One of the more useful operational fixes this week was not a model change or a new automation. It was finally getting the separate Telegram group threads working well enough that different kinds of work could stop colliding.
That sounds minor until you have one assistant handling document pages, backtests, morning reports and random operational work all in the same conversation. At that point, you are not just sharing context. You are grinding different kinds of thinking into each other until everything gets slower and dumber.
So we split the work.
The problem
The main Telegram DM had become the universal inbox for everything:
- documentation
- backtest engineering
- config debugging
- daily operations
- blog drafting
That worked for continuity, but it was bad for focus.
The documentation thread wanted long structural memory. The development work wanted parameter history, run IDs, database tables, and run controls. Both could technically coexist, but neither stayed clean.
The result was predictable: every topic carried drag from the previous one.
The goal
We wanted separate Telegram group threads that behaved like dedicated working contexts:
- Documentation
- Program testing
- A main thread for general operations
The key requirement was important: the assistant should respond in the group without needing to be tagged every single time. Context was also lost, and if things got too long, compression would affect the work being done.

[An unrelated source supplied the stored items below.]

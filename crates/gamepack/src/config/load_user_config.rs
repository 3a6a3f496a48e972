use std::path::Path;

use gamepack_common::{PackageDescriptor, PartialGameMetadata, UserConfig};
use gamepack_error::{BuildResult, BuildWarning, BundlerError};

use super::{discovery::ConfigDiscovery, package_loader::PackageLoader};

pub struct LoadUserConfigReturn {
  pub config: UserConfig,
  pub warnings: Vec<BuildWarning>,
}

/// Discovered configuration with the package metadata merged into `game`. Discovery starts
/// from `config_location` resolved against `cwd`.
/// Descriptive keys the configuration already defines are kept, `gameVersion` always
/// comes from the package.
pub fn load_user_config(
  discovery: &dyn ConfigDiscovery,
  package_loader: &dyn PackageLoader,
  config_location: &Path,
  cwd: &Path,
) -> BuildResult<LoadUserConfigReturn> {
  let mut config =
    discovery.search(&cwd.join(config_location))?.map(|found| found.config).unwrap_or_default();
  let package = load_package(package_loader, config_location, cwd)?;

  let mut warnings = vec![];
  let game = merge_package_metadata(config.game.take().unwrap_or_default(), &package, &mut warnings);
  config.game = Some(game);

  Ok(LoadUserConfigReturn { config, warnings })
}

/// `<config_location>/package.json`, falling back to the same path resolved against `cwd`.
fn load_package(
  package_loader: &dyn PackageLoader,
  config_location: &Path,
  cwd: &Path,
) -> BuildResult<PackageDescriptor> {
  let package_path = config_location.join("package.json");
  if let Some(package) = package_loader.load(&package_path)? {
    return Ok(package);
  }

  let fallback = cwd.join(&package_path);
  if fallback != package_path {
    if let Some(package) = package_loader.load(&fallback)? {
      return Ok(package);
    }
  }

  Err(BundlerError::ConfigResolution(package_path).into())
}

fn merge_package_metadata(
  mut game: PartialGameMetadata,
  package: &PackageDescriptor,
  warnings: &mut Vec<BuildWarning>,
) -> PartialGameMetadata {
  game.name = game.name.or_else(|| package.name.clone());
  game.author = game.author.or_else(|| package.author());
  game.description = game.description.or_else(|| package.description.clone());
  game.homepage = game.homepage.or_else(|| package.homepage.clone());
  game.repository = game.repository.or_else(|| package.repository());

  if let Some(value) = game.game_version.take() {
    warnings.push(BuildWarning::IgnoredGameVersion { value });
  }
  game.game_version.clone_from(&package.version);

  game
}

#[test]
fn test_load_user_config() {
  use std::sync::Arc;

  use gamepack_fs::{FileSystem, MemoryFileSystem};

  use crate::{FsConfigDiscovery, FsPackageLoader};

  let fs: Arc<dyn FileSystem> = Arc::new(MemoryFileSystem::new(&[
    (
      "/game/package.json",
      r#"{
        "name": "pkg-name",
        "version": "2.0.0",
        "author": "Pkg Author",
        "description": "From the package",
        "regal": {
          "game": { "name": "My Game", "description": "From the config", "gameVersion": "9.9.9" }
        }
      }"#,
    ),
    ("/work/rel/package.json", r#"{ "name": "relative", "version": "0.1.0" }"#),
  ]));
  let discovery = FsConfigDiscovery::new(Arc::clone(&fs));
  let loader = FsPackageLoader::new(Arc::clone(&fs));

  let LoadUserConfigReturn { config, warnings } =
    load_user_config(&discovery, &loader, Path::new("/game"), Path::new("/work")).unwrap();
  let game = config.game.unwrap();
  assert_eq!(game.name.as_deref(), Some("My Game"));
  assert_eq!(game.author.as_deref(), Some("Pkg Author"));
  assert_eq!(game.description.as_deref(), Some("From the config"));
  assert_eq!(game.homepage, None);
  assert_eq!(game.game_version.as_deref(), Some("2.0.0"));
  assert_eq!(warnings, vec![BuildWarning::IgnoredGameVersion { value: "9.9.9".to_string() }]);

  // A relative location is retried against the working directory.
  let LoadUserConfigReturn { config, warnings } =
    load_user_config(&discovery, &loader, Path::new("rel"), Path::new("/work")).unwrap();
  let game = config.game.unwrap();
  assert_eq!(game.name.as_deref(), Some("relative"));
  assert_eq!(game.game_version.as_deref(), Some("0.1.0"));
  assert!(warnings.is_empty());

  let err = load_user_config(&discovery, &loader, Path::new("/missing"), Path::new("/work"))
    .err()
    .unwrap();
  assert!(matches!(
    err.bundler_error(),
    Some(BundlerError::ConfigResolution(path)) if path == Path::new("/missing/package.json")
  ));
}
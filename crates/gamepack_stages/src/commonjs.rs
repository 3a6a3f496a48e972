use std::borrow::Cow;

use gamepack_common::ModuleDefFormat;
use gamepack_ecmascript::{EcmaCompiler, SourceType};
use gamepack_plugin::{
  HookTransformArgs, HookTransformOutput, HookTransformReturn, Plugin, PluginContext,
};
use oxc::{
  ast::ast,
  ast_visit::{walk, Visit},
};

/// Flags modules using `require`, `module.exports` or `exports.*` as CommonJS, so their
/// `require("…")` calls are bundled. ES module syntax in the same file keeps working.
#[derive(Debug, Default)]
pub struct CommonJsPlugin;

impl Plugin for CommonJsPlugin {
  fn name(&self) -> Cow<'static, str> {
    Cow::Borrowed("commonjs")
  }

  fn transform(&self, _ctx: &PluginContext, args: &HookTransformArgs) -> HookTransformReturn {
    if args.module_def_format.is_commonjs() || !is_script_file(args.id) {
      return Ok(None);
    }

    let ast = EcmaCompiler::parse(args.code, SourceType::mjs())
      .map_err(|err| anyhow::anyhow!("Failed to parse {}: {err}", args.id))?;
    let mut detector = CommonJsDetector::default();
    detector.visit_program(ast.program());

    if !detector.uses_commonjs {
      return Ok(None);
    }
    Ok(Some(HookTransformOutput { code: None, module_def_format: Some(ModuleDefFormat::Cjs) }))
  }
}

fn is_script_file(id: &str) -> bool {
  [".js", ".cjs", ".mjs", ".jsx"].iter().any(|ext| id.ends_with(ext))
}

#[derive(Default)]
struct CommonJsDetector {
  uses_commonjs: bool,
}

impl<'ast> Visit<'ast> for CommonJsDetector {
  fn visit_call_expression(&mut self, expr: &ast::CallExpression<'ast>) {
    if matches!(&expr.callee, ast::Expression::Identifier(callee) if callee.name.as_str() == "require") {
      self.uses_commonjs = true;
      return;
    }
    walk::walk_call_expression(self, expr);
  }

  fn visit_static_member_expression(&mut self, expr: &ast::StaticMemberExpression<'ast>) {
    if let ast::Expression::Identifier(object) = &expr.object {
      let (object, property) = (object.name.as_str(), expr.property.name.as_str());
      if object == "exports" || (object == "module" && property == "exports") {
        self.uses_commonjs = true;
        return;
      }
    }
    walk::walk_static_member_expression(self, expr);
  }
}

#[test]
fn test_commonjs_detection() {
  let plugin = CommonJsPlugin;
  let ctx = crate::test_context();
  let format_of = |code: &str| {
    plugin
      .transform(
        &ctx,
        &HookTransformArgs { id: "/game/src/index.js", code, module_def_format: ModuleDefFormat::Unknown },
      )
      .unwrap()
      .and_then(|output| output.module_def_format)
  };

  assert_eq!(format_of("const { Game } = require(\"regal\");"), Some(ModuleDefFormat::Cjs));
  assert_eq!(format_of("module.exports = 1;"), Some(ModuleDefFormat::Cjs));
  assert_eq!(format_of("exports.answer = 42;"), Some(ModuleDefFormat::Cjs));
  assert_eq!(
    format_of("import { on } from \"regal\";\nconst Game = require(\"regal\").Game;"),
    Some(ModuleDefFormat::Cjs)
  );
  assert_eq!(format_of("export const answer = 42;"), None);
  assert_eq!(format_of("const module = {}; module.id = 1;"), None);
}
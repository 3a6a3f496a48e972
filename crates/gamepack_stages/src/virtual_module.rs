use std::borrow::Cow;

use gamepack_common::{ModuleDefFormat, ResolvedId};
use gamepack_plugin::{
  HookLoadArgs, HookLoadOutput, HookLoadReturn, HookResolveIdArgs, HookResolveIdReturn, Plugin,
  PluginContext,
};
use gamepack_utils::{concat_string, indexmap::FxIndexMap};

const VIRTUAL_PREFIX: &str = "\0virtual:";

/// Serves in-memory ES modules under bare specifiers, e.g. `import makeBundle from "_bundle"`.
#[derive(Debug, Default)]
pub struct VirtualPlugin {
  modules: FxIndexMap<String, String>,
}

impl VirtualPlugin {
  pub fn new(modules: impl IntoIterator<Item = (String, String)>) -> Self {
    Self { modules: modules.into_iter().collect() }
  }
}

impl Plugin for VirtualPlugin {
  fn name(&self) -> Cow<'static, str> {
    Cow::Borrowed("virtual")
  }

  fn resolve_id(&self, _ctx: &PluginContext, args: &HookResolveIdArgs) -> HookResolveIdReturn {
    if self.modules.contains_key(args.specifier) {
      return Ok(Some(ResolvedId::new(concat_string!(VIRTUAL_PREFIX, args.specifier))));
    }
    Ok(None)
  }

  fn load(&self, _ctx: &PluginContext, args: &HookLoadArgs) -> HookLoadReturn {
    let Some(code) = args.id.strip_prefix(VIRTUAL_PREFIX).and_then(|name| self.modules.get(name))
    else {
      return Ok(None);
    };
    Ok(Some(HookLoadOutput { code: code.clone(), module_def_format: Some(ModuleDefFormat::Esm) }))
  }
}

#[test]
fn test_virtual_module() {
  let plugin = VirtualPlugin::new([("_bundle".to_string(), "export default 1;".to_string())]);
  let ctx = crate::test_context();

  let resolved = plugin
    .resolve_id(&ctx, &HookResolveIdArgs { specifier: "_bundle", importer: None, is_entry: false })
    .unwrap()
    .unwrap();
  assert_eq!(resolved.id.as_str(), "\0virtual:_bundle");
  assert!(resolved.is_virtual());

  let loaded = plugin.load(&ctx, &HookLoadArgs { id: &resolved.id }).unwrap().unwrap();
  assert_eq!(loaded.code, "export default 1;");
  assert_eq!(loaded.module_def_format, Some(ModuleDefFormat::Esm));

  let other = HookResolveIdArgs { specifier: "regal", importer: None, is_entry: false };
  assert!(plugin.resolve_id(&ctx, &other).unwrap().is_none());
  assert!(plugin.load(&ctx, &HookLoadArgs { id: "/game/src/index.js" }).unwrap().is_none());
}
use std::{
  io,
  path::{Path, PathBuf},
};

use oxc_resolver::{FileMetadata, FileSystem as OxcResolverFileSystem};

use crate::FileSystem;

#[derive(Debug, Default, Clone, Copy)]
pub struct OsFileSystem;

impl FileSystem for OsFileSystem {
  fn write(&self, path: &Path, content: &[u8]) -> io::Result<()> {
    std::fs::write(path, content)
  }

  fn create_dir_all(&self, path: &Path) -> io::Result<()> {
    std::fs::create_dir_all(path)
  }

  fn is_file(&self, path: &Path) -> bool {
    path.is_file()
  }

  fn is_dir(&self, path: &Path) -> bool {
    path.is_dir()
  }
}

impl OxcResolverFileSystem for OsFileSystem {
  fn read_to_string(&self, path: &Path) -> io::Result<String> {
    std::fs::read_to_string(path)
  }

  fn metadata(&self, path: &Path) -> io::Result<FileMetadata> {
    let metadata = std::fs::metadata(path)?;
    Ok(FileMetadata::new(metadata.is_file(), metadata.is_dir(), false))
  }

  fn symlink_metadata(&self, path: &Path) -> io::Result<FileMetadata> {
    let metadata = std::fs::symlink_metadata(path)?;
    Ok(FileMetadata::new(metadata.is_file(), metadata.is_dir(), metadata.file_type().is_symlink()))
  }

  fn read_link(&self, path: &Path) -> io::Result<PathBuf> {
    std::fs::read_link(path)
  }
}
use std::fmt::Display;

#[derive(Debug, Clone, PartialEq, Eq)]
pub enum ResolveError {
  NotFound(String),
  /// A Node.js builtin such as `fs`. The `node:` prefix is stripped.
  Builtin(String),
  /// The package was found but refused the request, e.g. a subpath missing from `exports`.
  Failed { specifier: String, reason: String },
}

impl Display for ResolveError {
  fn fmt(&self, f: &mut std::fmt::Formatter<'_>) -> std::fmt::Result {
    match self {
      Self::NotFound(specifier) => write!(f, "Cannot find module '{specifier}'"),
      Self::Builtin(specifier) => write!(f, "'{specifier}' is a Node.js builtin module"),
      Self::Failed { specifier, reason } => write!(f, "Failed to resolve '{specifier}': {reason}"),
    }
  }
}

impl std::error::Error for ResolveError {}
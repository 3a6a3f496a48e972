use std::path::PathBuf;

use crate::ModuleFormat;

/// What the engine needs to emit the artifact.
#[derive(Debug, Clone, PartialEq, Eq)]
pub struct OutputOptions {
  pub file: PathBuf,
  pub format: ModuleFormat,
  /// Global export name, only for formats that need one.
  pub name: Option<String>,
  /// Text placed verbatim at the top of the artifact.
  pub banner: Option<String>,
}
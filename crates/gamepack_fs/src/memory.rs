use std::{
  io,
  path::{Path, PathBuf},
};

use dashmap::{DashMap, DashSet};
use oxc_resolver::{FileMetadata, FileSystem as OxcResolverFileSystem};

use crate::FileSystem;

/// In-memory file system. Directories exist implicitly as ancestors of files, or explicitly through `create_dir_all`.
#[derive(Debug, Default)]
pub struct MemoryFileSystem {
  files: DashMap<PathBuf, String>,
  dirs: DashSet<PathBuf>,
}

impl MemoryFileSystem {
  pub fn new<P: AsRef<Path>, C: AsRef<str>>(data: &[(P, C)]) -> Self {
    let fs = Self::default();
    for (path, content) in data {
      fs.add_file(path.as_ref(), content.as_ref());
    }
    fs
  }

  pub fn add_file(&self, path: &Path, content: &str) {
    if let Some(parent) = path.parent() {
      self.add_dirs(parent);
    }
    self.files.insert(path.to_path_buf(), content.to_string());
  }

  fn add_dirs(&self, path: &Path) {
    for ancestor in path.ancestors() {
      if !self.dirs.insert(ancestor.to_path_buf()) {
        break;
      }
    }
  }
}

fn not_found(path: &Path) -> io::Error {
  io::Error::new(io::ErrorKind::NotFound, format!("{} does not exist", path.display()))
}

impl FileSystem for MemoryFileSystem {
  fn write(&self, path: &Path, content: &[u8]) -> io::Result<()> {
    if path.parent().is_some_and(|parent| !parent.as_os_str().is_empty() && !self.is_dir(parent)) {
      return Err(io::Error::new(
        io::ErrorKind::NotFound,
        format!("parent directory of {} does not exist", path.display()),
      ));
    }
    let content = String::from_utf8(content.to_vec())
      .map_err(|err| io::Error::new(io::ErrorKind::InvalidData, err))?;
    self.files.insert(path.to_path_buf(), content);
    Ok(())
  }

  fn create_dir_all(&self, path: &Path) -> io::Result<()> {
    if self.is_file(path) {
      return Err(io::Error::new(
        io::ErrorKind::AlreadyExists,
        format!("{} is a file", path.display()),
      ));
    }
    self.add_dirs(path);
    Ok(())
  }

  fn is_file(&self, path: &Path) -> bool {
    self.files.contains_key(path)
  }

  fn is_dir(&self, path: &Path) -> bool {
    self.dirs.contains(path)
  }
}

/// There are no symlinks in memory, every path is its own real path.
impl OxcResolverFileSystem for MemoryFileSystem {
  fn read_to_string(&self, path: &Path) -> io::Result<String> {
    self.files.get(path).map(|content| content.value().clone()).ok_or_else(|| not_found(path))
  }

  fn metadata(&self, path: &Path) -> io::Result<FileMetadata> {
    if self.is_file(path) {
      Ok(FileMetadata::new(true, false, false))
    } else if self.is_dir(path) {
      Ok(FileMetadata::new(false, true, false))
    } else {
      Err(not_found(path))
    }
  }

  fn symlink_metadata(&self, path: &Path) -> io::Result<FileMetadata> {
    self.metadata(path)
  }

  fn read_link(&self, path: &Path) -> io::Result<PathBuf> {
    Err(io::Error::new(io::ErrorKind::InvalidInput, format!("{} is not a symlink", path.display())))
  }
}

#[test]
fn test_memory_file_system() {
  let fs = MemoryFileSystem::new(&[("/game/src/index.ts", "export {};")]);

  assert!(fs.is_file(Path::new("/game/src/index.ts")));
  assert!(fs.is_dir(Path::new("/game/src")));
  assert!(fs.is_dir(Path::new("/game")));
  assert!(!fs.exists(Path::new("/game/package.json")));
  assert_eq!(fs.read_to_string(Path::new("/game/src/index.ts")).unwrap(), "export {};");

  fs.write(Path::new("/game/out.js"), b"1;").unwrap();
  assert_eq!(fs.read_to_string(Path::new("/game/out.js")).unwrap(), "1;");
  assert!(fs.write(Path::new("/missing/out.js"), b"1;").is_err());

  assert!(fs.metadata(Path::new("/game")).is_ok());
  assert!(fs.metadata(Path::new("/game/src/missing.ts")).is_err());
}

If the groups only worked with explicit mentions, they were still useful, but they were not really acting like natural, dedicated workspaces.
What actually helped
There were two parts to the fix.
1. Explicit Telegram group config
The groups needed explicit per-group overrides in the Telegram channel config.
The useful pattern looked like this:
{
"channels": {
"telegram": {
"groups": {
"<group-id>": {
"enabled": true,
"groupPolicy": "allowlist",
"requireMention": false,
"allowFrom": [
"telegram:<trusted-user-1>",
"telegram:<trusted-user-2>"
]
}
}
}
}
}
The important pieces were:
- `enabled: true`
- `groupPolicy: “allowlist”`
- `requireMention: false`
- `allowFrom: […]`
That combination told the gateway:
- this group is an intentional working context
- messages from the approved senders are allowed
- replies should not require an @mention every time
This was different from simply being able to post into a Telegram destination. Outbound posting and inbound conversational behavior are not the same problem.
2. Handoff/state files per topic
Even after the group routing began working, the separated threads felt thinner than the main session. That part was expected.
The main session has richer continuity. Topic-specific groups are cleaner, but they start with less context.
The fix for that was not to dump all memory into every thread, but to create topic handoff files. These files serve as a compact working memory for the dedicated groups. This allows us to make have a small, explicit spine that contains:
- active docs
- current decisions
- what changed recently
- what not to drift back into
- the current next-step logic
That makes the group feel less like a “shadow assistant” and more like a focused version of the same one.
What was confusing
One surprising thing was that some Telegram group setups appeared to work partially but still failed at times.
For example, a group could exist as a separate session and tagged messages could work, but untagged messages still would not trigger replies reliably.
That made it tempting to blame the wrong thing.
Sometimes the issue was config, sometimes it was the difference between posting to a destination and receiving inbound updates from it. And sometimes it was just that a new group existed, but had not yet been explicitly added as an interactive allowlisted group.
The lesson there was simple: session existence is not the same thing as good conversational behavior.
Why the handoff docs matter
This ended up being the more generally useful lesson.
Once work is split into topic threads, each thread needs a compact local memory source, or it doesn’t have the context of where to start. That means the right pattern is not one giant thread for everything, or one assistant with total memory everywhere, but a cleanly separated working context plus topic-specific handoff/state files.
This preserves focus without making every side thread feel hollow.
The real takeaway
The broader lesson is that context should be designed, not merely accumulated.
When an assistant starts helping with multiple serious streams of work, the answer is not always “give it more memory.” Sometimes the answer is ‘divide and conquer’.
While it may be slower to set up once, it is much faster to live with afterward.